Photo credit: Danny Kasirye
Photo credit: Danny Kasirye

Haute couture. The phrase conjures images of romance, fantasy, visual extravagance. But wardrobe basics? Probably not.

Yet to characterize couture as the pinnacle of sartorial indulgence for celebrities and the superrich is to misunderstand and undervalue the form. Yes, grand gowns, often embroidered, feathered, and frothed for otherworldly enchantment, play an essential part. But couture is not only about that.

It is also about clothes for real women in real life—“albeit,” Giorgio Armani tells T&C, “a very rarefied form of real life.”

Dior’s Maria Grazia Chiuri, another of couture’s most high-profile practitioners, says couture is “clothing that isn’t content to shine only under the chandeliers of a gala or party, but that proudly displays its personality in the light of day.”

Chiuri’s words carry a powerful subtext: Haute clothing can’t be content to shine only under chandeliers, because the couture client doesn’t confine herself only to such flattering illumination. Rather, she lives in the real world, where for most people, the very rich included, daytime pursuits are at least as important as swanky soirees. Just look at the authoritative pants from Dior and Armani Privé in this story, and the perfect Chanel white blouse that easily moves from day to evening.

And look ahead, as well, to the parade of talent expected to descend on Paris this summer, starting July 5, when live shows and presentations can return to the couture calendar, as the Fédération de la Haute Couture announced earlier this week. The usual suspects are accounted for, including all the creative directors quoted here, but the season's newsmakers are “guest” designers who cut their teeth in ready-to-wear, like Pyer Moss founder Kerby Jean-Raymond, the first Black American designer to show during the couture, and Sacai’s Chitose Abe, who is collaborating on a collection with enfant-terrible-turned-elder-statesman Jean Paul Gaultier.

The French couturier Alexandre Vauthier describes his clientele as “bold, empowered women with dynamic lives” and numerous wardrobe requirements. “Couture is not only ceremonial clothing,” he says. “It can be exceptional in all its details, and it is adapted to the best techniques in the world.”

And, Vauthier muses, evening regalia aside, “discretion is the essence of luxury, isn’t it?”

Photo credit: Danny Kasirye
Photo credit: Danny Kasirye

In fact, providing full-wardrobe options to fashion’s most discerning customers has been couture’s raison d’être from its founding, which is widely attributed to Charles Frederick Worth, who established his fashion house in Paris in 1858. (It’s one of the industry’s anecdotal delights that couture, perceived as consummately French, traces its origin to an expat Brit.)
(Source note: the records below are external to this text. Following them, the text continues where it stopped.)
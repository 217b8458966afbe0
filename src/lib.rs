//! # qrkit
//!
//! A Rust library for turning structured data into styled QR codes.
//!
//! `qrkit` formats semantic payloads (URLs, contact cards, WiFi credentials, locations and
//! more) into the strings scanners expect, encodes them as QR Code Model 2 symbols and renders
//! them as PNG, JPEG, SVG or PDF. Every result comes back as a base64 data URI inside a
//! serializable envelope, ready to hand to a web client.
//!
//! ## Features
//!
//! - Eight payload kinds: URL, text, email, phone, SMS, vCard 3.0, WiFi and geo location.
//! - Versions 1 to 40 and four error correction levels (Low, Medium, Quartile, High).
//! - PNG, JPEG, SVG and single-page PDF output.
//! - Custom colors, square, rounded or circular modules and a centred logo.
//! - Stateless generation: identical requests give byte-identical output.
//! - Safe Rust implementation with no unsafe code.
//!
//! ## Installation
//!
//! Add to your `Cargo.toml`:
//!
//! ```toml
//! [dependencies]
//! qrkit = "0.2"
//! ```
//!
//! ## Example
//!
//! Generate a WiFi code as SVG:
//!
//! ```rust
//! use qrkit::{OptionsOverride, QrGenerator, Wifi};
//!
//! let generator = QrGenerator::default();
//! let result = generator.generate_wifi(
//!     Wifi::new("Cafe", "secret1"),
//!     &OptionsOverride::new().with_format("svg"),
//! );
//! assert!(result.success);
//! assert_eq!(result.content, "WIFI:T:WPA;S:Cafe;P:secret1;;");
//! assert!(result.qr_code.unwrap().starts_with("data:image/svg+xml;base64,"));
//! ```
//!
//! Serve a JSON request:
//!
//! ```rust
//! use qrkit::api::{handle_json, Endpoint};
//! use qrkit::QrGenerator;
//!
//! let generator = QrGenerator::from_env();
//! let endpoint = Endpoint::from_path("/api/v1/qr/url").unwrap();
//! let (status, response) = handle_json(&generator, endpoint, r#"{"url": "example.com"}"#);
//! assert_eq!(status, 200);
//! assert!(response.success);
//! ```
//!
//! ## Modules
//!
//! - [`qrcode`]: Core QR code encoding functionality.
//! - [`payload`]: Canonical payload strings.
//! - [`options`]: Rendering options, their defaults and how overrides merge.
//! - [`render`]: Raster, SVG and PDF output.
//! - [`generator`]: The end-to-end generation call and its result.
//! - [`api`]: JSON request and response contract.
//! - [`config`]: Process-wide configuration read from the environment.

pub mod api;
pub mod config;
pub mod error;
pub mod generator;
pub mod options;
pub mod payload;
pub mod qrcode;
pub mod render;

pub use config::{DocumentConfig, GeneratorConfig};
pub use error::{QrError, Result};
pub use generator::{GenerationResult, QrGenerator};
pub use options::{Color, GenerationOptions, ModuleDrawer, OptionsOverride, OutputFormat};
pub use payload::{Email, Location, Payload, Sms, VCard, Wifi};
pub use qrcode::{QrCodeEcc, QrMatrix};
//! JSON contract between the generator and an HTTP layer.
//!
//! One [`Endpoint`] per payload variant. [`handle`] parses a request body, checks its
//! mandatory fields before the generator is involved, runs the generation and returns the
//! status code and envelope to send back. Routing itself is left to the caller.

use serde::{Deserialize, Serialize};
use thiserror::Error;

use crate::generator::{GenerationResult, QrGenerator};
use crate::options::{GenerationOptions, OptionsOverride, OutputFormat};
use crate::payload::{Email, Location, Payload, Sms, VCard, Wifi, DEFAULT_WIFI_ENCRYPTION};

pub const API_PREFIX: &str = "/api/v1/qr/";

#[derive(Debug, Clone, Copy, PartialEq, Eq)]
pub enum Endpoint {
    Url,
    Text,
    Email,
    Phone,
    Sms,
    VCard,
    Wifi,
    Location,
}

impl Endpoint {
    pub const ALL: [Endpoint; 8] = [
        Endpoint::Url,
        Endpoint::Text,
        Endpoint::Email,
        Endpoint::Phone,
        Endpoint::Sms,
        Endpoint::VCard,
        Endpoint::Wifi,
        Endpoint::Location,
    ];

    pub fn name(self) -> &'static str {
        match self {
            Endpoint::Url => "url",
            Endpoint::Text => "text",
            Endpoint::Email => "email",
            Endpoint::Phone => "phone",
            Endpoint::Sms => "sms",
            Endpoint::VCard => "vcard",
            Endpoint::Wifi => "wifi",
            Endpoint::Location => "location",
        }
    }

    pub fn path(self) -> String {
        format!("{}{}", API_PREFIX, self.name())
    }

    /// Matches `/api/v1/qr/<name>`, ignoring a trailing slash.
    pub fn from_path(path: &str) -> Option<Self> {
        let name = path.strip_prefix(API_PREFIX)?.trim_end_matches('/');
        Self::ALL.iter().copied().find(|endpoint| endpoint.name() == name)
    }
}

/// Client errors caught before generation.
#[derive(Debug, Clone, PartialEq, Eq, Error)]
pub enum RequestError {
    #[error("{0}")]
    MissingField(&'static str),
    #[error("Invalid JSON body: {0}")]
    InvalidBody(String),
}

/// Coordinate sent either as a JSON number or a string, kept as written.
#[derive(Debug, Clone, PartialEq, Deserialize)]
#[serde(untagged)]
pub enum Coordinate {
    Number(serde_json::Number),
    Text(String),
}

impl Coordinate {
    fn into_text(self) -> String {
        match self {
            Coordinate::Number(n) => n.to_string(),
            Coordinate::Text(s) => s,
        }
    }
}

#[derive(Debug, Default, Deserialize)]
#[serde(default)]
struct UrlRequest {
    url: Option<String>,
    options: OptionsOverride,
}

#[derive(Debug, Default, Deserialize)]
#[serde(default)]
struct TextRequest {
    text: Option<String>,
    options: OptionsOverride,
}

#[derive(Debug, Default, Deserialize)]
#[serde(default)]
struct EmailRequest {
    email: Option<String>,
    subject: Option<String>,
    message: Option<String>,
    options: OptionsOverride,
}

#[derive(Debug, Default, Deserialize)]
#[serde(default)]
struct PhoneRequest {
    phone: Option<String>,
    message: Option<String>,
    options: OptionsOverride,
}

#[derive(Debug, Default, Deserialize)]
#[serde(default)]
struct VCardRequest {
    first_name: Option<String>,
    last_name: Option<String>,
    organization: Option<String>,
    phone_work: Option<String>,
    phone_mobile: Option<String>,
    email: Option<String>,
    website: Option<String>,
    street: Option<String>,
    city: Option<String>,
    state: Option<String>,
    zipcode: Option<String>,
    country: Option<String>,
    options: OptionsOverride,
}

#[derive(Debug, Default, Deserialize)]
#[serde(default)]
struct WifiRequest {
    ssid: Option<String>,
    password: Option<String>,
    encryption: Option<String>,
    options: OptionsOverride,
}

#[derive(Debug, Default, Deserialize)]
#[serde(default)]
struct LocationRequest {
    latitude: Option<Coordinate>,
    longitude: Option<Coordinate>,
    options: OptionsOverride,
}

/// Parses a request body for `endpoint` into a payload and its options.
///
/// # Errors
///
/// [`RequestError::InvalidBody`] when the body is not a JSON object of the expected shape,
/// [`RequestError::MissingField`] when a mandatory field is absent.
pub fn parse_request(
    endpoint: Endpoint,
    body: &serde_json::Value,
) -> Result<(Payload, OptionsOverride), RequestError> {
    match body {
        serde_json::Value::Object(map) if !map.is_empty() => {}
        _ if endpoint == Endpoint::VCard => {
            return Err(RequestError::MissingField("vCard data is required"));
        }
        serde_json::Value::Object(_) => {}
        _ => return Err(RequestError::InvalidBody("expected a JSON object".into())),
    }

    match endpoint {
        Endpoint::Url => {
            let req: UrlRequest = from_value(body)?;
            let url = req.url.ok_or(RequestError::MissingField("URL is required"))?;
            Ok((Payload::Url(url), req.options))
        }
        Endpoint::Text => {
            let req: TextRequest = from_value(body)?;
            let text = req.text.ok_or(RequestError::MissingField("Text is required"))?;
            Ok((Payload::Text(text), req.options))
        }
        Endpoint::Email => {
            let req: EmailRequest = from_value(body)?;
            let address = req.email.ok_or(RequestError::MissingField("Email is required"))?;
            let email = Email {
                address,
                subject: req.subject.unwrap_or_default(),
                body: req.message.unwrap_or_default(),
            };
            Ok((Payload::Email(email), req.options))
        }
        Endpoint::Phone => {
            let req: PhoneRequest = from_value(body)?;
            let phone = req.phone.ok_or(RequestError::MissingField("Phone number is required"))?;
            Ok((Payload::Phone(phone), req.options))
        }
        Endpoint::Sms => {
            let req: PhoneRequest = from_value(body)?;
            let number = req.phone.ok_or(RequestError::MissingField("Phone number is required"))?;
            let sms = Sms {
                number,
                message: req.message.unwrap_or_default(),
            };
            Ok((Payload::Sms(sms), req.options))
        }
        Endpoint::VCard => {
            let req: VCardRequest = from_value(body)?;
            let card = VCard {
                first_name: req.first_name,
                last_name: req.last_name,
                organization: req.organization,
                phone_work: req.phone_work,
                phone_mobile: req.phone_mobile,
                email: req.email,
                website: req.website,
                street: req.street,
                city: req.city,
                state: req.state,
                zipcode: req.zipcode,
                country: req.country,
            };
            Ok((Payload::VCard(card), req.options))
        }
        Endpoint::Wifi => {
            let req: WifiRequest = from_value(body)?;
            let ssid = req.ssid.ok_or(RequestError::MissingField("SSID is required"))?;
            let wifi = Wifi {
                ssid,
                password: req.password.unwrap_or_default(),
                encryption: req
                    .encryption
                    .unwrap_or_else(|| DEFAULT_WIFI_ENCRYPTION.to_string()),
            };
            Ok((Payload::Wifi(wifi), req.options))
        }
        Endpoint::Location => {
            let req: LocationRequest = from_value(body)?;
            match (req.latitude, req.longitude) {
                (Some(lat), Some(lon)) => Ok((
                    Payload::Location(Location::new(lat.into_text(), lon.into_text())),
                    req.options,
                )),
                _ => Err(RequestError::MissingField("Latitude and longitude are required")),
            }
        }
    }
}

fn from_value<T: for<'de> Deserialize<'de>>(body: &serde_json::Value) -> Result<T, RequestError> {
    T::deserialize(body).map_err(|e| RequestError::InvalidBody(e.to_string()))
}

/// The `data` member of a successful response.
#[derive(Debug, Clone, PartialEq, Serialize)]
pub struct QrCodeData {
    pub qr_code: String,
    pub content: String,
    pub format: OutputFormat,
    pub options: GenerationOptions,
}

/// Response envelope: `{success, data}` or `{success, error}`.
#[derive(Debug, Clone, PartialEq, Serialize)]
pub struct ApiResponse {
    pub success: bool,
    #[serde(skip_serializing_if = "Option::is_none")]
    pub data: Option<QrCodeData>,
    #[serde(skip_serializing_if = "Option::is_none")]
    pub error: Option<String>,
}

impl ApiResponse {
    pub fn failure(message: impl Into<String>) -> Self {
        ApiResponse {
            success: false,
            data: None,
            error: Some(message.into()),
        }
    }
}

impl From<GenerationResult> for ApiResponse {
    fn from(result: GenerationResult) -> Self {
        match (result.success, result.qr_code, result.format, result.options) {
            (true, Some(qr_code), Some(format), Some(options)) => ApiResponse {
                success: true,
                data: Some(QrCodeData {
                    qr_code,
                    content: result.content,
                    format,
                    options,
                }),
                error: None,
            },
            _ => ApiResponse::failure(format!(
                "Failed to generate QR code: {}",
                result.error.unwrap_or_else(|| "unknown error".to_string())
            )),
        }
    }
}

/// Runs one request end to end and returns `(status, envelope)`: 200 on success, 400 when
/// the request is rejected before generation, 500 when generation fails.
pub fn handle(
    generator: &QrGenerator,
    endpoint: Endpoint,
    body: &serde_json::Value,
) -> (u16, ApiResponse) {
    let (payload, overrides) = match parse_request(endpoint, body) {
        Ok(parsed) => parsed,
        Err(err) => return (400, ApiResponse::failure(err.to_string())),
    };
    let result = generator.generate(&payload, &overrides);
    let status = if result.success { 200 } else { 500 };
    (status, ApiResponse::from(result))
}

/// Like [`handle`], starting from the raw body text.
pub fn handle_json(generator: &QrGenerator, endpoint: Endpoint, body: &str) -> (u16, ApiResponse) {
    match serde_json::from_str::<serde_json::Value>(body) {
        Ok(value) => handle(generator, endpoint, &value),
        Err(err) => (400, ApiResponse::failure(RequestError::InvalidBody(err.to_string()).to_string())),
    }
}

#[cfg(test)]
mod tests {
    use super::*;
    use serde_json::json;

    #[test]
    fn test_endpoint_paths() {
        for endpoint in Endpoint::ALL {
            assert_eq!(Endpoint::from_path(&endpoint.path()), Some(endpoint));
        }
        assert_eq!(Endpoint::from_path("/api/v1/qr/wifi/"), Some(Endpoint::Wifi));
        assert_eq!(Endpoint::from_path("/api/v1/qr/barcode"), None);
        assert_eq!(Endpoint::from_path("/health"), None);
    }

    #[test]
    fn test_missing_fields() {
        let cases = [
            (Endpoint::Url, json!({"options": {}}), "URL is required"),
            (Endpoint::Text, json!({"txt": "x"}), "Text is required"),
            (Endpoint::Email, json!({"subject": "x"}), "Email is required"),
            (Endpoint::Phone, json!({"message": "x"}), "Phone number is required"),
            (Endpoint::Sms, json!({"message": "x"}), "Phone number is required"),
            (Endpoint::Wifi, json!({"password": "x"}), "SSID is required"),
            (Endpoint::Location, json!({"latitude": 1.5}), "Latitude and longitude are required"),
            (Endpoint::VCard, json!({}), "vCard data is required"),
            (Endpoint::VCard, json!(null), "vCard data is required"),
        ];
        for (endpoint, body, message) in cases {
            let err = parse_request(endpoint, &body).unwrap_err();
            assert_eq!(err, RequestError::MissingField(message));
        }
    }

    #[test]
    fn test_wifi_defaults_to_wpa() {
        let (payload, _) = parse_request(Endpoint::Wifi, &json!({"ssid": "Cafe", "password": "pw"})).unwrap();
        assert_eq!(payload.to_content(), "WIFI:T:WPA;S:Cafe;P:pw;;");
    }

    #[test]
    fn test_location_numbers_and_strings() {
        let body = json!({"latitude": 40.7128, "longitude": -74.0060});
        let (payload, _) = parse_request(Endpoint::Location, &body).unwrap();
        assert_eq!(payload.to_content(), "geo:40.7128,-74.006");

        let body = json!({"latitude": "40.71280", "longitude": "-74.00600"});
        let (payload, _) = parse_request(Endpoint::Location, &body).unwrap();
        assert_eq!(payload.to_content(), "geo:40.71280,-74.00600");
    }

    #[test]
    fn test_null_optional_fields_are_absent() {
        let body = json!({"email": "a@b.c", "subject": null, "message": null});
        let (payload, _) = parse_request(Endpoint::Email, &body).unwrap();
        assert_eq!(payload.to_content(), "mailto:a@b.c");

        let body = json!({"phone": "+1555", "message": null});
        let (payload, _) = parse_request(Endpoint::Sms, &body).unwrap();
        assert_eq!(payload.to_content(), "sms:+1555");

        let body = json!({"ssid": "Open", "password": null, "encryption": null});
        let (payload, _) = parse_request(Endpoint::Wifi, &body).unwrap();
        assert_eq!(payload.to_content(), "WIFI:T:WPA;S:Open;P:;;");

        let generator = QrGenerator::default();
        let body = json!({"email": "a@b.c", "subject": null});
        let (status, response) = handle(&generator, Endpoint::Email, &body);
        assert_eq!(status, 200);
        assert!(response.success);
    }

    #[test]
    fn test_wrong_field_type_is_client_error() {
        let err = parse_request(Endpoint::Url, &json!({"url": 42})).unwrap_err();
        assert!(matches!(err, RequestError::InvalidBody(_)));
    }

    #[test]
    fn test_success_envelope() {
        let generator = QrGenerator::default();
        let body = json!({"url": "example.com", "options": {"format": "svg", "size": 5}});
        let (status, response) = handle(&generator, Endpoint::Url, &body);
        assert_eq!(status, 200);

        let value = serde_json::to_value(&response).unwrap();
        assert_eq!(value["success"], true);
        assert_eq!(value["data"]["content"], "https://example.com");
        assert_eq!(value["data"]["format"], "SVG");
        assert_eq!(value["data"]["options"]["size"], 5);
        assert_eq!(value["data"]["options"]["border"], 4);
        assert!(value["data"]["qr_code"].as_str().unwrap().starts_with("data:image/svg+xml;base64,"));
        assert!(value.get("error").is_none());
    }

    #[test]
    fn test_error_envelopes() {
        let generator = QrGenerator::default();
        let (status, response) = handle_json(&generator, Endpoint::Text, "{not json");
        assert_eq!(status, 400);
        assert!(!response.success);

        let big = "z".repeat(3000);
        let body = json!({"text": big, "options": {"error_correction": "H"}});
        let (status, response) = handle(&generator, Endpoint::Text, &body);
        assert_eq!(status, 500);
        let value = serde_json::to_value(&response).unwrap();
        assert_eq!(value["success"], false);
        assert!(value["error"].as_str().unwrap().starts_with("Failed to generate QR code:"));
        assert!(value.get("data").is_none());
    }
}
Across the decades couture gave rise to versatile, high-endurance wonders such as Coco Chanel’s tweed suits, Yves Saint Laurent’s peacoats and smokings, and, in between those two, Christian Dior’s New Look, which after World War II proposed an audacious move from austerity to flamboyance and ultimately provided the template for a new daytime silhouette that would resonate across fashion.

Yet, over time, reality can collect dust. Leapfrog several decades, and by the early 1990s couture had receded in influence and attention, surpassed in excitement by a generation of new stars of European ready-to-wear, designers such as Miuccia Prada, Helmut Lang, and Jil Sander, all of whom challenged old notions of chic. Compared to their work, couture’s prevailing staid aesthetic felt très madame, still serving an important clientele, but of little creative interest. Then something happened: John Galliano and Alexander McQueen arrived at Dior and Givenchy, respectively, where they presented exquisite collections in extraordinary theatrical events.

Galliano and McQueen were pivotal figures,” says the fashion historian Valerie Steele, director of the Museum at the Fashion Institute of Technology. “Their couture shows were amazing extrava­ganzas that went so far toward the costume element in so many of the looks that many people who saw them said, ‘It’s completely impossible. This is nothing that anybody will ever wear’… That was crazy. There were all kinds of great ideas to modify in a million ways, and there were plenty of other clothes in the mix.”

Photo credit: Danny Kasirye
Photo credit: Danny Kasirye

Truth be told, the press often got swept up in these romantic narratives (they were hard to resist), and magazine editors took to featuring the most flamboyant offerings. This had a snowball effect across the haute sphere, ultimately fostering a narrow view of it. In photographs an over-the-top ball gown looks “special” and distinctly different from ready-to-wear, whereas a photo of even the most painstakingly crafted, expertly fitted jacket often just looks like, well, a nice jacket. So why the fuss?

The fuss is in the creation, the craft, the handiwork, the way each piece is still fitted to the person who will wear it (or wear it first—couture gets handed down the generations). The item is unique to the woman.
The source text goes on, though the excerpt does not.